■ What the exercise asks
Repeat the lines from the line with "to read session" to the line with "let mut stats = SurfaceStats::default();" in the listing below, keeping both end lines and adding nothing.

Dataset records section start

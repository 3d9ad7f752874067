//! uigen Replay - Headless Session Player
//!
//! Plays a recorded session through the transcript core and prints what a chat
//! panel would show: user prompts, assistant text, one badge per tool call,
//! and how each turn ended.
//!
//! # Usage
//!
//! ```bash
//! # Replay a session with the default config
//! uigen-replay --script session.json
//!
//! # Custom config file and model
//! uigen-replay --script session.json --config ./uigen.toml --model claude-sonnet
//!
//! # Verbose logging (stderr)
//! RUST_LOG=debug uigen-replay --script session.json
//! ```
//!
//! # Session Format
//!
//! ```json
//! {"turns": [{"prompt": "create a button", "events": [
//!     {"tool_call_delta": {"call_id": "1", "tool_name": "str_replace_editor",
//!                          "args_delta": {"command": "create", "path": "/components/Button.jsx"}}},
//!     {"tool_result": {"call_id": "1", "result": {"success": true}}},
//!     "turn_complete"
//! ]}]}
//! ```

mod render;

use std::path::PathBuf;

use anyhow::{Context, Result};
use clap::Parser;
use tokio::sync::mpsc;
use tracing::{info, warn};

use uigen_core::{
    load_config, load_config_from_path, ConfigOverrides, Coordinator, SessionScript,
    TranscriptUpdate,
};

use render::SurfaceStats;

/// uigen Replay - play a recorded session through the transcript core
#[derive(Parser, Debug)]
#[command(name = "uigen-replay")]
#[command(author, version, about, long_about = None)]
pub struct Args {
    /// Recorded session (JSON)
    #[arg(short = 's', long, env = "UIGEN_SCRIPT", value_name = "FILE")]
    script: PathBuf,

    /// Configuration file path
    #[arg(short = 'c', long, env = "UIGEN_CONFIG", value_name = "FILE")]
    config: Option<PathBuf>,

    /// Model name sent with each turn
    #[arg(short = 'm', long, value_name = "NAME")]
    model: Option<String>,

    /// Log level (trace, debug, info, warn, error)
    #[arg(short = 'l', long, env = "UIGEN_LOG_LEVEL", default_value = "warn")]
    log_level: String,
}

fn init_logging(level: &str) {
    let filter = tracing_subscriber::EnvFilter::try_from_default_env().unwrap_or_else(|_| {
        tracing_subscriber::EnvFilter::new(format!("uigen_replay={level},uigen_core={level}"))
    });

    tracing_subscriber::fmt()
        .with_env_filter(filter)
        .with_target(true)
        .with_writer(std::io::stderr)
        .init();
}

#[tokio::main]
async fn main() -> Result<()> {
    let args = Args::parse();

    init_logging(&args.log_level);

    info!("Version: {}", env!("CARGO_PKG_VERSION"));

    let mut config = match args.config {
        Some(ref path) => load_config_from_path(Some(path.clone())),
        None => load_config(),
    }
    .context("Failed to load configuration")?;

    let mut overrides = ConfigOverrides::new();
    if let Some(model) = args.model.clone() {
        overrides = overrides.with_model(model);
    }
    overrides
        .apply(&mut config)
        .context("Invalid command-line override")?;

    info!(model = %config.model, source = %config.source(), "Configuration loaded");

    let system_prompt = match config.system_prompt_file {
        Some(ref path) => Some(
            tokio::fs::read_to_string(path)
                .await
                .with_context(|| format!("Failed to read system prompt {}", path.display()))?,
        ),
        None => None,
    };

    let script_text = tokio::fs::read_to_string(&args.script)
        .await
        .with_context(|| format!("Failed to read session script {}", args.script.display()))?;
    let script = SessionScript::from_json(&script_text)
        .with_context(|| format!("Failed to parse session script {}", args.script.display()))?;

    info!(turns = script.turns.len(), "Session loaded");

    let (tx, rx) = mpsc::channel(config.channel_capacity);
    let surface = tokio::spawn(run_surface(rx));

    let mut coordinator =
        Coordinator::new(script.transport(), config.coordinator_config(system_prompt), tx);

    for turn in &script.turns {
        let start = coordinator.current_entries().len();

        if let Err(e) = coordinator.submit(&turn.prompt).await {
            warn!(prompt = %turn.prompt, error = %e, "Skipping turn");
            continue;
        }
        let state = coordinator.run_turn().await;

        for entry in &coordinator.current_entries()[start..] {
            println!("{}", render::entry_line(entry));
        }
        match coordinator.last_error() {
            Some(reason) => println!("-- {state}: {reason}"),
            None => println!("-- {state}"),
        }
        println!();
    }

    // Closing the update channel lets the surface task finish.
    drop(coordinator);
    let stats = surface.await.context("Surface task panicked")?;

    info!(
        updates = stats.updates,
        scrolls = stats.scrolls,
        "Session replayed"
    );

    Ok(())
}

/// Stand-in rendering layer: drains updates until the coordinator goes away
async fn run_surface(mut rx: mpsc::Receiver<TranscriptUpdate>) -> SurfaceStats {
    let mut stats = SurfaceStats::default();
    while let Some(update) = rx.recv().await {
        tracing::debug!(
            state = ?update.state(),
            growth = update.is_growth(),
            "Surface received update"
        );
        stats.record(&update);
    }
    stats
}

Dataset records section end

■ Finished task
        .with_context(|| format!("Failed to read session script {}", args.script.display()))?;
    let script = SessionScript::from_json(&script_text)
        .with_context(|| format!("Failed to parse session script {}", args.script.display()))?;

    info!(turns = script.turns.len(), "Session loaded");

    let (tx, rx) = mpsc::channel(config.channel_capacity);
    let surface = tokio::spawn(run_surface(rx));

    let mut coordinator =
        Coordinator::new(script.transport(), config.coordinator_config(system_prompt), tx);

    for turn in &script.turns {
        let start = coordinator.current_entries().len();

        if let Err(e) = coordinator.submit(&turn.prompt).await {
            warn!(prompt = %turn.prompt, error = %e, "Skipping turn");
            continue;
        }
        let state = coordinator.run_turn().await;

        for entry in &coordinator.current_entries()[start..] {
            println!("{}", render::entry_line(entry));
        }
        match coordinator.last_error() {
            Some(reason) => println!("-- {state}: {reason}"),
            None => println!("-- {state}"),
        }
        println!();
    }

    // Closing the update channel lets the surface task finish.
    drop(coordinator);
    let stats = surface.await.context("Surface task panicked")?;

    info!(
        updates = stats.updates,
        scrolls = stats.scrolls,
        "Session replayed"
    );

    Ok(())
}

/// Stand-in rendering layer: drains updates until the coordinator goes away
async fn run_surface(mut rx: mpsc::Receiver<TranscriptUpdate>) -> SurfaceStats {
    let mut stats = SurfaceStats::default();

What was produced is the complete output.